* [TASK BRIEF]
Retype the entries below without any change.

* [Source records]
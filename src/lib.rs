// SPDX-License-Identifier: Apache-2.0
// Copyright (C) 2025 Michael Dippery <michael@monkey-robot.com>

//! scribo is a command-line tool for producing the raw material of an SEO
//! content pipeline. Starting from a single seed keyword, it can suggest
//! related keywords, turn a keyword into candidate titles, expand a title
//! into topic ideas, and write a short content paragraph for a topic, using
//! the OpenAI API to generate the text. Each invocation runs one command,
//! makes one API call, and prints one JSON object to standard output, which
//! makes the tool easy to drive from scripts and other programs.
//!
//! # Examples
//!
//! Suggest five keywords related to a seed keyword:
//!
//! ```bash
//! scribo generate_keywords "loose leaf tea"
//! ```
//!
//! Generate three SEO-optimized titles for a keyword:
//!
//! ```bash
//! scribo generate_titles "gongfu brewing"
//! ```
//!
//! Generate two detailed topic ideas for a title:
//!
//! ```bash
//! scribo generate_topics "A Beginner's Guide to Gongfu Brewing"
//! ```
//!
//! Write a short content paragraph about a topic:
//!
//! ```bash
//! scribo generate_content "Choosing your first gaiwan"
//! ```
//!
//! Get usage and help for the tool:
//!
//! ```bash
//! scribo --help
//! ```
//!
//! On success, each command prints a single JSON object whose only key names
//! the kind of output produced, e.g.:
//!
//! ```json
//! {"keywords": ["white tea", "oolong", "pu-erh", "sencha", "matcha"]}
//! ```
//!
//! On failure, the tool prints a single JSON error object instead and exits
//! with a non-zero status:
//!
//! ```json
//! {"error": "Missing arguments"}
//! ```
//!
//! Generated content can also be scored with the [`score`] module's
//! [`seo_score`](score::seo_score) heuristic, which estimates quality from
//! keyword density and length.
//!
//! # OpenAI API Setup
//!
//! scribo generates its text via the OpenAI API, so you must set up access
//! before running any command. To enable access:
//!
//! 1. Set up an [OpenAI API account].
//! 2. Generate an [API key].
//! 3. Copy and paste the generated key.
//! 4. Store the generated key in your shell's `$OPENAI_API_KEY` environment
//!    variable. Follow your shell's procedure for configuring environment
//!    variables, but generally this involves running
//!
//!    ```bash
//!    $ export OPENAI_API_KEY='copied api key'
//!    ```
//!
//!    In your shell session or in your shell's configuration ("rc") file
//!    (e.g., `~/.bashrc` or `~/.zshrc`).
//!
//! **You are solely responsible for the cost of your use of the OpenAI API!**
//! See the [openai module documentation] for more information on the cost of
//! using the OpenAI API.
//!
//! By default, scribo uses gpt-3.5-turbo; pass `--model` to any command to
//! use a different model.
//!
//! Currently only OpenAI's API is supported by scribo, but support for
//! additional providers may be added in the future.
//!
//! # License
//!
//! scribo is licensed under the terms of the [Apache License 2.0]. Please
//! see the LICENSE file accompanying this source code or visit the previous
//! link for more information on licensing.
//!
//! [Apache License 2.0]: https://www.apache.org/licenses/LICENSE-2.0
//! [API key]: https://platform.openai.com/settings/organization/api-keys
//! [OpenAI API account]: https://platform.openai.com/docs/overview
//! [openai module documentation]: crate::ai::client::openai

pub mod ai;
pub mod cli;
pub mod generator;
pub mod http;
pub mod score;
pub mod text;

#[cfg(test)]
mod test_utils;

* [ANSWER SECTION]
filename src/lib.rs
// SPDX-License-Identifier: Apache-2.0
// Copyright (C) 2025 Michael Dippery <michael@monkey-robot.com>

//! scribo is a command-line tool for producing the raw material of an SEO
//! content pipeline. Starting from a single seed keyword, it can suggest
//! related keywords, turn a keyword into candidate titles, expand a title
//! into topic ideas, and write a short content paragraph for a topic, using
//! the OpenAI API to generate the text. Each invocation runs one command,
//! makes one API call, and prints one JSON object to standard output, which
//! makes the tool easy to drive from scripts and other programs.
//!
//! # Examples
//!
//! Suggest five keywords related to a seed keyword:
//!
//! ```bash
//! scribo generate_keywords "loose leaf tea"
//! ```
//!
//! Generate three SEO-optimized titles for a keyword:
//!
//! ```bash
//! scribo generate_titles "gongfu brewing"
//! ```
//!
//! Generate two detailed topic ideas for a title:
//!
//! ```bash
//! scribo generate_topics "A Beginner's Guide to Gongfu Brewing"
//! ```
//!
//! Write a short content paragraph about a topic:
//!
//! ```bash
//! scribo generate_content "Choosing your first gaiwan"
//! ```
//!
//! Get usage and help for the tool:
//!
//! ```bash
//! scribo --help
//! ```
//!
//! On success, each command prints a single JSON object whose only key names
//! the kind of output produced, e.g.:
//!
//! ```json
//! {"keywords": ["white tea", "oolong", "pu-erh", "sencha", "matcha"]}
//! ```
//!
//! On failure, the tool prints a single JSON error object instead and exits
//! with a non-zero status:
//!
//! ```json
//! {"error": "Missing arguments"}
//! ```
//!
//! Generated content can also be scored with the [`score`] module's
//! [`seo_score`](score::seo_score) heuristic, which estimates quality from
//! keyword density and length.
//!
//! # OpenAI API Setup
//!
//! scribo generates its text via the OpenAI API, so you must set up access
//! before running any command. To enable access:
//!
//! 1. Set up an [OpenAI API account].
//! 2. Generate an [API key].
//! 3. Copy and paste the generated key.
//! 4. Store the generated key in your shell's `$OPENAI_API_KEY` environment
//!    variable. Follow your shell's procedure for configuring environment
//!    variables, but generally this involves running
//!
//!    ```bash
//!    $ export OPENAI_API_KEY='copied api key'
//!    ```
//!
//!    In your shell session or in your shell's configuration ("rc") file
//!    (e.g., `~/.bashrc` or `~/.zshrc`).
//!
//! **You are solely responsible for the cost of your use of the OpenAI API!**
//! See the [openai module documentation] for more information on the cost of
//! using the OpenAI API.
//!
//! By default, scribo uses gpt-3.5-turbo; pass `--model` to any command to
//! use a different model.
//!
//! Currently only OpenAI's API is supported by scribo, but support for
//! additional providers may be added in the future.
//!
//! # License
//!
//! scribo is licensed under the terms of the [Apache License 2.0]. Please
//! see the LICENSE file accompanying this source code or visit the previous
//! link for more information on licensing.
//!
//! [Apache License 2.0]: https://www.apache.org/licenses/LICENSE-2.0
//! [API key]: https://platform.openai.com/settings/organization/api-keys
//! [OpenAI API account]: https://platform.openai.com/docs/overview
//! [openai module documentation]: crate::ai::client::openai

pub mod ai;
pub mod cli;
pub mod generator;
pub mod http;
pub mod score;
pub mod text;

#[cfg(test)]
mod test_utils;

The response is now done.